▶ Task to carry out:
Starting with the first line of the records, write out each line exactly until you have included the line containing "implementations are generated".

== Given records

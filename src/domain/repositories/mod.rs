//! Repository trait definitions for the domain layer.
//!
//! These traits abstract the durable store. Implementations live in
//! `crate::infrastructure::persistence`; mock implementations are generated
//! via `mockall` for unit tests.
//!
//! # Available Repositories
//!
//! - [`ShortUrlRepository`] - Short URL lookups and writes
//! - [`StatisticsRepository`] - Visit counters with atomic increment and hard delete
//! - [`VisitLogRepository`] - Append-only visit history

pub mod short_url_repository;
pub mod statistics_repository;
pub mod visit_log_repository;

pub use short_url_repository::ShortUrlRepository;
pub use statistics_repository::StatisticsRepository;
pub use visit_log_repository::VisitLogRepository;

#[cfg(test)]
pub use short_url_repository::MockShortUrlRepository;
#[cfg(test)]
pub use statistics_repository::MockStatisticsRepository;
#[cfg(test)]
pub use visit_log_repository::MockVisitLogRepository;
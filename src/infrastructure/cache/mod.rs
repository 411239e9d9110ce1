//! Caching layer for fast short code lookups.
//!
//! Provides a [`CacheService`] trait with three implementations:
//! - [`RedisCache`] - Production Redis-backed cache
//! - [`MemoryCache`] - In-process cache for single-node setups and tests
//! - [`NullCache`] - No-op implementation for disabled caching

mod memory_cache;
mod null_cache;
mod redis_cache;
mod service;

pub use memory_cache::MemoryCache;
pub use null_cache::NullCache;
pub use redis_cache::RedisCache;
pub use service::{CacheError, CacheResult, CacheService};

#[cfg(test)]
pub use service::MockCacheService;
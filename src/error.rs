//! Application-level error taxonomy shared by services and repositories.

use serde_json::{Value, json};
use thiserror::Error;

use crate::domain::error::DomainError;

#[derive(Debug, Error)]
pub enum AppError {
    #[error("{message}")]
    Validation { message: String, details: Value },
    #[error("{message}")]
    NotFound { message: String, details: Value },
    #[error("{message}")]
    Conflict { message: String, details: Value },
    #[error("{message}")]
    Internal { message: String, details: Value },
}

impl AppError {
    pub fn bad_request(message: impl Into<String>, details: Value) -> Self {
        Self::Validation {
            message: message.into(),
            details,
        }
    }
    pub fn not_found(message: impl Into<String>, details: Value) -> Self {
        Self::NotFound {
            message: message.into(),
            details,
        }
    }
    pub fn conflict(message: impl Into<String>, details: Value) -> Self {
        Self::Conflict {
            message: message.into(),
            details,
        }
    }
    pub fn internal(message: impl Into<String>, details: Value) -> Self {
        Self::Internal {
            message: message.into(),
            details,
        }
    }

    /// Stable machine-readable code for the error kind.
    pub fn code(&self) -> &'static str {
        match self {
            AppError::Validation { .. } => "validation_error",
            AppError::NotFound { .. } => "not_found",
            AppError::Conflict { .. } => "conflict",
            AppError::Internal { .. } => "internal_error",
        }
    }

    pub fn details(&self) -> &Value {
        match self {
            AppError::Validation { details, .. }
            | AppError::NotFound { details, .. }
            | AppError::Conflict { details, .. }
            | AppError::Internal { details, .. } => details,
        }
    }

    pub fn is_conflict(&self) -> bool {
        matches!(self, AppError::Conflict { .. })
    }
}

impl From<DomainError> for AppError {
    fn from(e: DomainError) -> Self {
        match e {
            DomainError::InvalidUrl(reason) => {
                AppError::bad_request("Invalid URL format", json!({ "reason": reason }))
            }
            DomainError::InvalidShortCode(reason) => {
                AppError::bad_request("Invalid short code format", json!({ "reason": reason }))
            }
            DomainError::GenerationExhausted { attempt } => AppError::internal(
                "Failed to generate unique code",
                json!({ "reason": "Too many collisions", "attempt": attempt }),
            ),
            DomainError::AlreadyDeleted { id } => AppError::conflict(
                "Short URL is already deleted",
                json!({ "id": id.to_string() }),
            ),
        }
    }
}

impl From<sqlx::Error> for AppError {
    fn from(e: sqlx::Error) -> Self {
        map_sqlx_error(e)
    }
}

pub fn map_sqlx_error(e: sqlx::Error) -> AppError {
    if let Some(db) = e.as_database_error()
        && db.is_unique_violation()
    {
        return AppError::conflict(
            "Unique constraint violation",
            json!({ "constraint": db.constraint() }),
        );
    }

    tracing::error!(error = %e, "database error");
    AppError::internal("Database error", json!({}))
}
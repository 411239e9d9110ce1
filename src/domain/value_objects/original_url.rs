//! Original (long) URL value type.

use serde::{Deserialize, Serialize};
use std::fmt;
use std::str::FromStr;

use crate::domain::error::DomainError;
use crate::domain::specification::UrlFormatSpecification;

/// Maximum accepted URL length, in characters.
pub const MAX_URL_LENGTH: usize = 2048;

/// A long URL accepted for shortening.
///
/// Always an `http://` or `https://` URL with a dotted host and at most
/// [`MAX_URL_LENGTH`] characters. The string is stored exactly as given; it is
/// the canonical form hashed by [`crate::utils::code_generator::CodeGenerator`].
#[derive(Debug, Clone, PartialEq, Eq, Hash, Serialize, Deserialize)]
#[serde(try_from = "String", into = "String")]
pub struct OriginalUrl(String);

impl OriginalUrl {
    /// Validates `value` and wraps it.
    ///
    /// # Errors
    ///
    /// Returns [`DomainError::InvalidUrl`] if the value is empty, longer than
    /// [`MAX_URL_LENGTH`] characters, or not an `http(s)://host...` URL.
    pub fn parse(value: impl Into<String>) -> Result<Self, DomainError> {
        let value = value.into();
        UrlFormatSpecification::check(&value)?;
        Ok(Self(value))
    }

    /// Re-runs the format rule against the wrapped value.
    pub fn is_valid_format(&self) -> bool {
        UrlFormatSpecification::check(&self.0).is_ok()
    }

    pub fn as_str(&self) -> &str {
        &self.0
    }

    pub fn into_inner(self) -> String {
        self.0
    }
}

impl fmt::Display for OriginalUrl {
    fn fmt(&self, f: &mut fmt::Formatter<'_>) -> fmt::Result {
        f.write_str(&self.0)
    }
}

impl AsRef<str> for OriginalUrl {
    fn as_ref(&self) -> &str {
        &self.0
    }
}

impl TryFrom<String> for OriginalUrl {
    type Error = DomainError;

    fn try_from(value: String) -> Result<Self, Self::Error> {
        Self::parse(value)
    }
}

impl FromStr for OriginalUrl {
    type Err = DomainError;

    fn from_str(s: &str) -> Result<Self, Self::Err> {
        Self::parse(s)
    }
}

impl From<OriginalUrl> for String {
    fn from(url: OriginalUrl) -> Self {
        url.0
    }
}
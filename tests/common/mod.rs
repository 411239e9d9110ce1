#![allow(dead_code)]

use std::sync::Arc;
use std::time::Duration;

use sqlx::PgPool;
use url_shortener_core::bootstrap::{self, CoreSettings, InMemoryCore};
use url_shortener_core::domain::entities::{ShortUrl, ShortUrlId, StatisticsId};
use url_shortener_core::domain::repositories::ShortUrlRepository;
use url_shortener_core::domain::value_objects::{OriginalUrl, ShortCode};
use url_shortener_core::infrastructure::cache::MemoryCache;
use url_shortener_core::infrastructure::events::DispatcherSettings;
use url_shortener_core::infrastructure::persistence::{
    InMemoryShortUrlRepository, InMemoryStatisticsRepository, InMemoryVisitLogRepository,
};

/// In-memory core plus handles on the stores and cache behind it.
pub struct Harness {
    pub core: InMemoryCore,
    pub short_urls: InMemoryShortUrlRepository,
    pub statistics: InMemoryStatisticsRepository,
    pub visit_logs: InMemoryVisitLogRepository,
    pub cache: Arc<MemoryCache>,
}

pub fn settings() -> CoreSettings {
    CoreSettings {
        cache_ttl_seconds: 60,
        cache_sweep_interval: Duration::from_secs(60),
        event_queue_capacity: 1024,
        dispatcher: DispatcherSettings {
            concurrency: 8,
            max_retries: 2,
            base_delay_ms: 1,
            max_delay: Duration::from_millis(10),
        },
    }
}

pub fn harness() -> Harness {
    let statistics = InMemoryStatisticsRepository::new();
    let short_urls = InMemoryShortUrlRepository::new(&statistics);
    let visit_logs = InMemoryVisitLogRepository::new();
    let cache = Arc::new(MemoryCache::new(60));

    let core = bootstrap::assemble(
        short_urls.clone(),
        statistics.clone(),
        visit_logs.clone(),
        cache.clone(),
        settings(),
    );

    Harness {
        core,
        short_urls,
        statistics,
        visit_logs,
        cache,
    }
}

/// Polls until `expected` visits are logged for `short_url_id`.
pub async fn wait_for_visit_logs(h: &Harness, short_url_id: ShortUrlId, expected: u64) {
    for _ in 0..200 {
        if h.core.stats.visit_count(short_url_id).await.unwrap() >= expected {
            return;
        }
        tokio::time::sleep(Duration::from_millis(5)).await;
    }
    panic!("visit logs for {short_url_id} never reached {expected}");
}

/// Stores a short URL directly, bypassing code generation.
pub async fn occupy_code(repo: &InMemoryShortUrlRepository, url: &str, code: &str) -> ShortUrl {
    repo.save(&short_url(url, code)).await.unwrap()
}

pub fn short_url(url: &str, code: &str) -> ShortUrl {
    ShortUrl::create(
        OriginalUrl::parse(url).unwrap(),
        ShortCode::parse(code).unwrap(),
        StatisticsId::new(),
    )
}

pub async fn count_rows(pool: &PgPool, table: &str) -> i64 {
    sqlx::query_scalar::<_, i64>(&format!("SELECT COUNT(*) FROM {table}"))
        .fetch_one(pool)
        .await
        .unwrap()
}
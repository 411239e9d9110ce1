//! Reusable URL format rule.

use regex::Regex;
use std::sync::LazyLock;

use crate::domain::error::DomainError;
use crate::domain::value_objects::{MAX_URL_LENGTH, OriginalUrl};

static URL_PATTERN: LazyLock<Regex> = LazyLock::new(|| {
    Regex::new(r"(?i)^https?://[\w\-]+(\.[\w\-]+)+[/#?]?.*$").expect("URL pattern is valid")
});

/// The single URL format rule used by [`OriginalUrl`] and by any workflow
/// that needs to re-check a URL.
///
/// A URL satisfies the rule when it is non-empty, at most
/// [`MAX_URL_LENGTH`] characters, uses `http` or `https` (any case) and has a
/// host made of at least two dot-separated labels.
#[derive(Debug, Clone, Copy, Default)]
pub struct UrlFormatSpecification;

impl UrlFormatSpecification {
    pub fn new() -> Self {
        Self
    }

    pub fn is_satisfied_by(&self, url: &OriginalUrl) -> bool {
        Self::check(url.as_str()).is_ok()
    }

    /// # Errors
    ///
    /// Returns [`DomainError::InvalidUrl`] when the rule is not satisfied.
    pub fn validate(&self, url: &OriginalUrl) -> Result<(), DomainError> {
        Self::check(url.as_str())
    }

    /// Applies the rule to a raw string.
    pub(crate) fn check(value: &str) -> Result<(), DomainError> {
        if value.is_empty() {
            return Err(DomainError::InvalidUrl("URL must not be empty".to_string()));
        }

        let length = value.chars().count();
        if length > MAX_URL_LENGTH {
            return Err(DomainError::InvalidUrl(format!(
                "URL exceeds {MAX_URL_LENGTH} characters ({length})"
            )));
        }

        if !URL_PATTERN.is_match(value) {
            return Err(DomainError::InvalidUrl(
                "URL must be http(s)://host with a dotted host".to_string(),
            ));
        }

        Ok(())
    }
}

====

▶ Problem solution:
filename src/domain/repositories/mod.rs
//! Repository trait definitions for the domain layer.
//!
//! These traits abstract the durable store. Implementations live in
//! `crate::infrastructure::persistence`; mock implementations are generated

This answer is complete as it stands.